The document unveiled Friday calls for "redoubled efforts to reaffirm, strengthen, and codify legal obligations with respect to the global phaseout of fossil fuels," including by supporting the adoption of the Vanuatu-led ICJ resolution at the meeting of the U.N. General Assembly at the end of this month.
"The contrast between the U.S. and other rich countries approving new oil and gas fields in clear defiance of science, and the commitment to build a prosperous and resilient fossil fuel-free Pacific could not be more obvious."
According to Seru, "The phaseout of fossil fuels is not only a challenge, but an opportunity to promote economic development and innovation in the Pacific region."
To that end, the Port Vila document calls for "new Pacific-tailored development pathways based on 100% renewable energy."
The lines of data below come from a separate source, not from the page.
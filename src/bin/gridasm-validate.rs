//! gridasm-validate - Pre-run validation tool for solution files
//!
//! # Usage
//!
//! ```bash
//! # Validate a single solution file
//! gridasm-validate code/echo.json
//!
//! # Validate every .json file in a directory
//! gridasm-validate code/
//!
//! # Verbose output with instruction counts
//! gridasm-validate -v code/
//! ```
//!
//! # Exit Codes
//!
//! - 0: All files validated successfully
//! - 1: One or more files failed validation
//! - 2: Invalid arguments or IO error

use std::path::Path;
use std::process::ExitCode;

use gridasm::validate::{validate_directory, validate_solution_file, ValidationResult};

fn main() -> ExitCode {
    let args: Vec<String> = std::env::args().collect();

    let mut verbose = false;
    let mut paths = Vec::new();

    for arg in args.iter().skip(1) {
        match arg.as_str() {
            "-v" | "--verbose" => verbose = true,
            "-h" | "--help" => {
                print_help();
                return ExitCode::SUCCESS;
            }
            _ if arg.starts_with('-') => {
                eprintln!("Unknown option: {}\n", arg);
                print_help();
                return ExitCode::from(2);
            }
            _ => paths.push(arg.clone()),
        }
    }

    if paths.is_empty() {
        eprintln!("Error: No path specified\n");
        print_help();
        return ExitCode::from(2);
    }

    let mut all_results = Vec::new();

    for path_str in &paths {
        let path = Path::new(path_str);

        if !path.exists() {
            eprintln!("Error: Path does not exist: {}", path.display());
            return ExitCode::from(2);
        }

        if path.is_file() {
            let result = validate_solution_file(path);
            print_result(&result, verbose);
            all_results.push(result);
        } else if path.is_dir() {
            match validate_directory(path) {
                Ok(results) => {
                    for result in &results {
                        print_result(result, verbose);
                    }
                    all_results.extend(results);
                }
                Err(e) => {
                    eprintln!("Error reading directory {}: {}", path.display(), e);
                    return ExitCode::from(2);
                }
            }
        }
    }

    let failed = all_results.iter().filter(|r| r.is_err()).count();
    eprintln!();
    eprintln!("{} files checked, {} failed", all_results.len(), failed);

    if failed > 0 {
        ExitCode::FAILURE
    } else {
        ExitCode::SUCCESS
    }
}

fn print_result(result: &ValidationResult, verbose: bool) {
    match result {
        ValidationResult::Ok { path, programs } => {
            if verbose {
                let instructions: usize = programs.iter().map(|p| p.len()).sum();
                let used = programs.iter().filter(|p| !p.is_empty()).count();
                println!(
                    "+ {} ({} nodes, {} instrs)",
                    path.display(),
                    used,
                    instructions
                );
            } else {
                println!("+ {}", path.display());
            }
        }
        ValidationResult::Err { path, error } => {
            eprintln!("x {}", path.display());
            eprintln!("  {}", error);
        }
    }
}

fn print_help() {
    eprintln!("gridasm-validate - Validate solution files");
    eprintln!();
    eprintln!("USAGE:");
    eprintln!("    gridasm-validate [OPTIONS] <PATH>...");
    eprintln!();
    eprintln!("ARGS:");
    eprintln!("    <PATH>    Solution file or directory of .json solutions");
    eprintln!();
    eprintln!("OPTIONS:");
    eprintln!("    -v, --verbose    Show node and instruction counts");
    eprintln!("    -h, --help       Print this help message");
    eprintln!();
    eprintln!("EXIT CODES:");
    eprintln!("    0    All files validated successfully");
    eprintln!("    1    One or more files failed validation");
    eprintln!("    2    Invalid arguments or IO error");
}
350.org Pacific managing director Joseph Sikulu welcomed this week's developments, saying in a statement that "our people need global leaders to follow the innovation of Pacific representatives at the Pacific Ministerial Dialogue, it is a matter of survival."
"Our people also need energy to power their homes, their fishing boats, and their schools, which is where we are ready to work with governments in their commitment to progress the development and implementation of fossil-free development pathways at the grassroots level," he added.
In order to make that a reality, the document calls for increasing "public and private finance for the just transition from fossil fuels to renewable energy at the scale required, with innovative, simplified mechanisms and reforms of existing financial institutions."
Cansin Leylim, 350.org associate director of global campaigns, applauded Pacific Island nations for "once again showing immense leadership in the fight against the climate crisis, a crisis they had no part in creating."
"Pacific leaders have told us time and again—in order to stay below 1.5°C, the historically responsible countries need to immediately commit to a fossil fuel-free future without loopholes," said Leylim. "This means ensuring adequate and grant-based climate finance is swiftly mobilized to both adapt to the crisis and limit the heating to survival limits, ensuring energy independence and resource resilience with renewable energy."
Tzeporah Berman, chair of the Fossil Fuel Non-Proliferation Treaty Initiative, predicted that this week's "historic meeting" will "have far-reaching consequences."